A Chunk Length Hiding Repository Format

2020-03-22

Background

The current arsuran repository format is roughly an 'improved' copy of the one borg uses. This format works reasonably well for most purposes, and it is quite possible to squeeze great performance out of it.

One weakness it does have, though, is failing to hide chunk lengths. Since both borg and asuran use content defined chunking, both formats are (theoretically) open to fingerprinting attacked based on stored chunk sizes.

Borg uses a mitigation approach based on randomizing the look table used inside BuzHash for the content defined chunking. Asuran currently employs a similar defense for when operating with BuzHash CDC¹, but currently has no such mitigation when operating with the default FastCDC implementation.

Such an approach is theoretically also possible to implement with FastCDC, as it also uses a 'random' lookup table as part of the algorithm. This 'table randomization' technique does provide a countermeasure against stored chunk length fingerprinting, by making it hard or impossible for an attacker to guess what size chunks a known plaintext will be broken up into, however I do not believe this to be a good general approach to fixing this concern with content defined chunking.

Asuran is designed to be the archiver for new/future technologies. While it may be possible to implement a similar kludge for FastCDC, I don't believe it is a good general approach going forward. New algorithms may exist in the future that provide even better performance than FastCDC, and may not be amenable to such a countermeasure. Users should not be expected to pay a performance cost for security when an alternative approach exists.

Other Issues with the borg approach

Repository syncing

The borg approach, as a fundamental element of its design, does not produce the same set of chunks for a file when it is inserted into two separate repositories. Under this model, in order to sync an object directly from one repository to another, it either requires manual intervention at the time the repository is initialized, or reconstruction and re-chunking of the object.
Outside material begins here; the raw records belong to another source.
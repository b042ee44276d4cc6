//! Function and contract declaration scanning
//!
//! Known limitations, all acceptable for demonstration tooling:
//! - The parameter list ends at the first `)`, so parameter types with nested
//!   parentheses (function-typed parameters) mis-extract.
//! - A parameter's display name is its last whitespace-separated word. An
//!   unnamed parameter (`function f(uint256)`) therefore reports its type
//!   (`uint256`) as its name.
//! - Modifier checks are substring tests: `returns (uint internalCount)`
//!   counts as `internal`.

use serde::Serialize;

use crate::{tokenize, Token, TokenKind};

/// Extracted summary of one function declaration
#[derive(Debug, Clone, PartialEq, Eq, Serialize)]
#[serde(rename_all = "camelCase")]
pub struct FunctionDescriptor {
    pub name: String,
    pub parameter_names: Vec<String>,
    pub is_payable: bool,
    pub is_view_or_pure: bool,
}

impl FunctionDescriptor {
    /// `name(a, b)` form used in listings
    pub fn display_signature(&self) -> String {
        format!("{}({})", self.name, self.parameter_names.join(", "))
    }
}

/// One `function name(...) ...` occurrence before any filtering
struct Declaration<'a> {
    name: &'a str,
    params: &'a str,
    /// Tokens between `)` and the body or terminator, comments dropped
    modifiers: Vec<&'a str>,
    has_body: bool,
}

impl Declaration<'_> {
    fn modifiers_contain(&self, needle: &str) -> bool {
        self.modifiers.iter().any(|m| m.contains(needle))
    }
}

/// Extract callable function descriptors in declaration order.
///
/// Skips constructors, declarations without a body, and any declaration whose
/// modifier region mentions `internal` or `private`.
pub fn extract_functions(source: &str) -> Vec<FunctionDescriptor> {
    scan_declarations(source)
        .into_iter()
        .filter(|decl| decl.has_body)
        .filter(|decl| decl.name != "constructor")
        .filter(|decl| !decl.modifiers_contain("internal") && !decl.modifiers_contain("private"))
        .map(|decl| FunctionDescriptor {
            name: decl.name.to_string(),
            parameter_names: parameter_names(decl.params),
            is_payable: decl.modifiers_contain("payable"),
            is_view_or_pure: decl.modifiers_contain("view") || decl.modifiers_contain("pure"),
        })
        .collect()
}

/// Names of functions declared with explicit `external` or `public`
/// visibility directly after the parameter list.
///
/// This is deliberately narrower than [`extract_functions`]: `function f()
/// view public` is not listed here, while body-less interface declarations
/// are. Names starting with `_` are dropped.
pub fn exported_function_names(source: &str) -> Vec<String> {
    scan_declarations(source)
        .into_iter()
        .filter(|decl| matches!(decl.modifiers.first(), Some(&"external") | Some(&"public")))
        .filter(|decl| !decl.name.starts_with('_'))
        .map(|decl| decl.name.to_string())
        .collect()
}

/// Name of the first concrete `contract Name is ...` or `contract Name {`
/// declaration. `abstract contract` declarations are skipped.
pub fn contract_name(source: &str) -> Option<String> {
    let tokens = code_tokens(source);
    tokens.windows(3).enumerate().find_map(|(i, w)| {
        let shape = (w[0].kind, w[1].kind, w[2].kind);
        match shape {
            (TokenKind::Contract, TokenKind::Ident, TokenKind::Is | TokenKind::LBrace)
                if !is_abstract(&tokens, i, source) =>
            {
                Some(w[1].text(source).to_string())
            }
            _ => None,
        }
    })
}

fn is_abstract(tokens: &[Token], contract_at: usize, source: &str) -> bool {
    contract_at
        .checked_sub(1)
        .map(|prev| &tokens[prev])
        .map_or(false, |t| t.kind == TokenKind::Ident && t.text(source) == "abstract")
}

/// Split a raw parameter list into display names
fn parameter_names(params: &str) -> Vec<String> {
    params
        .split(',')
        .map(str::trim)
        .filter(|p| !p.is_empty())
        .filter_map(|p| p.split_whitespace().last())
        .map(str::to_string)
        .collect()
}

fn code_tokens(source: &str) -> Vec<Token> {
    tokenize(source)
        .into_iter()
        .filter(|t| !t.kind.is_comment())
        .collect()
}

fn scan_declarations(source: &str) -> Vec<Declaration<'_>> {
    let tokens = code_tokens(source);
    let mut decls = Vec::new();
    let mut i = 0;

    while i + 2 < tokens.len() {
        let is_header = tokens[i].kind == TokenKind::Function
            && tokens[i + 1].kind == TokenKind::Ident
            && tokens[i + 2].kind == TokenKind::LParen;
        if !is_header {
            i += 1;
            continue;
        }

        let open = i + 2;
        let Some(close) = find_from(&tokens, open + 1, |k| k == TokenKind::RParen) else {
            break;
        };

        // Modifier region runs to the body, a terminator, or the next declaration
        let mut end = close + 1;
        while end < tokens.len()
            && !matches!(
                tokens[end].kind,
                TokenKind::LBrace | TokenKind::Semicolon | TokenKind::Function | TokenKind::Eof
            )
        {
            end += 1;
        }
        let stop = tokens.get(end).map(|t| t.kind).unwrap_or(TokenKind::Eof);

        let params_span = tokens[open].span.between(tokens[close].span);
        decls.push(Declaration {
            name: tokens[i + 1].text(source),
            params: &source[params_span.start..params_span.end],
            modifiers: tokens[close + 1..end].iter().map(|t| t.text(source)).collect(),
            has_body: stop == TokenKind::LBrace,
        });

        i = match stop {
            TokenKind::LBrace | TokenKind::Semicolon => end + 1,
            _ => end,
        };
    }

    decls
}

fn find_from(tokens: &[Token], start: usize, pred: impl Fn(TokenKind) -> bool) -> Option<usize> {
    tokens
        .iter()
        .skip(start)
        .position(|t| pred(t.kind))
        .map(|offset| start + offset)
}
The former being an error prone and not user friendly solution, and the latter requiring an unnecessary compute overhead, especially in cases where the remote repository already has most of the chunks.

Proposed Solution

Steps asuran already takes in this direction

The asuran format specification already does not require a priori knowledge of the length of chunks to be able to pull them out of the backend. Currently, when the repository wants to request a chunk from the backend, it uses the following struct to tell the backend where the chunk it wants is located:

pub struct SegmentDescriptor {
    pub segment_id: u64,
    pub start: u64,
}

Right now, the start value is the offset of the first byte of the chunk within the segment, and a format that includes length information in its encoding ² is used. This does not entirely avoid the issue, as the lengths of the chunks are still encoded in plain text. However, the asuran API makes no assumptions about what the start value actually is, and we shall exploit this to change it to a table index that does not provide any direct information about chunk location or size.

Splitting Chunks

Currently, chunks are described with the following struct:

pub struct Chunk {
    /// The data of the chunk, stored as a vec of raw bytes
    #[serde(with = "serde_bytes")]
    data: Vec<u8>,
    /// Compression algorithim used
    compression: Compression,
    /// Encryption Algorithim used, also stores IV
    encryption: Encryption,
    /// HMAC algorithim used
    hmac: HMAC,
    /// HMAC tag of the cyphertext bytes of this chunk
    #[serde(with = "serde_bytes")]
    mac: Vec<u8>,
    /// `ChunkID`, used for indexing in the repository and deduplication
    id: ChunkID,
}

Chunks are currently written to disk hole, and segment files are simple concatenations of MessagePacked chunks.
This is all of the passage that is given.